We walk on and then it comes.

'I do know a way we could take the tree trunk home with us,' because he thinks we've been puzzling it over, trying to come up with a solution.

How can we make this happen?

He does know a way, and it's always something ridiculous which wouldn't work but nevertheless has its own internal logic of sorts. I do know a way has been applied to everything from abandoned cars to actual fully grown deer which he's already given a name and added to our expanding roster of household pets. He acquires things, or aspires to them because he likes the look of them and for no other reason that either of us can fathom. Trips around Lowes or Home Depot were once characterised by the boy asking for purchase of something he would have no justification for owning - as though we're in a toy store - a length of plastic pipe, a sink plunger, a box with holes by which one may sort different sizes of nails and screws. My wife and I now have a game between ourselves, what would Junior want based on who can pick the most esoteric item in the store, the thing the kid would ask us to buy him for no sane reason.
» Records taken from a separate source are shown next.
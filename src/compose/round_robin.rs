//! Round-robin merge of several sequences.

use std::collections::VecDeque;
use std::iter::FusedIterator;

/// Lazy adapter returned by [`round_robin`].
#[derive(Clone, Debug)]
#[must_use = "iterators are lazy and do nothing unless consumed"]
pub struct RoundRobin<I> {
    active: VecDeque<I>,
}

/// Take one item from each still-active input in listed order, round after
/// round, dropping an input permanently once it is exhausted.
///
/// Output order is round index first, input index second. No inputs yields an
/// empty sequence.
///
/// # Example
/// ```
/// let merged: Vec<u32> = ironseq::round_robin(vec![vec![1, 2], vec![3, 4, 5, 6], vec![7]]).collect();
/// assert_eq!(merged, vec![1, 3, 7, 2, 4, 5, 6]);
/// ```
pub fn round_robin<S, I>(sequences: S) -> RoundRobin<I::IntoIter>
where
    S: IntoIterator<Item = I>,
    I: IntoIterator,
{
    RoundRobin {
        active: sequences.into_iter().map(IntoIterator::into_iter).collect(),
    }
}

impl<I> RoundRobin<I> {
    /// Number of inputs that have not been seen to end yet.
    #[must_use]
    pub fn active(&self) -> usize {
        self.active.len()
    }
}

impl<I: Iterator> Iterator for RoundRobin<I> {
    type Item = I::Item;

    fn next(&mut self) -> Option<I::Item> {
        loop {
            let mut it = self.active.pop_front()?;
            if let Some(item) = it.next() {
                self.active.push_back(it);
                return Some(item);
            }
        }
    }

    fn size_hint(&self) -> (usize, Option<usize>) {
        self.active.iter().fold((0, Some(0)), |(lo, hi), it| {
            let (l, h) = it.size_hint();
            (
                lo.saturating_add(l),
                hi.and_then(|hi| h.and_then(|h| hi.checked_add(h))),
            )
        })
    }
}

impl<I: Iterator> FusedIterator for RoundRobin<I> {}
Six years down the line, it has become easier - no less weird, but at least somehow more familiar. His voice has broken and his vocabulary expands into increasingly baroque realms by which every other sentence is qualified with if I'm not mistaken or if I remember correctly, but it's easier to understand what he's saying if not why he's saying it. Every thing is still an announcement, often prefixed with a question - 'I do know [general outline of subject],' followed by 'would you like me to tell you about it?', and then a series of hesitations and bullet points. 'Well... wait... let me see... number one: the thing you really need to know about sharks is that...'

Six years down the line and it's more funny than annoying. He's weird, but not in a bad way, and we're probably all weird by one definition or another. The three of us have taken to family walks each Sunday afternoon, based on Danny Trejo suggesting that a good parent will make memories by dragging their kid away from the iPad whether they like it or not. The boy is still operating from a position of peculiar focus, and he'll probably never grow out of delivering long, long lists of fascinating facts to an audience which may not even be particularly interested, and occasionally he'll still find some object which we're not bringing home under any circumstances, and yet it will turn out that he does know a way...

It's been exhausting, but educational, and thankfully some of it has been fun. I'm not sure I'll be passing on an inheritance of any of my ideas after all, but maybe it doesn't matter.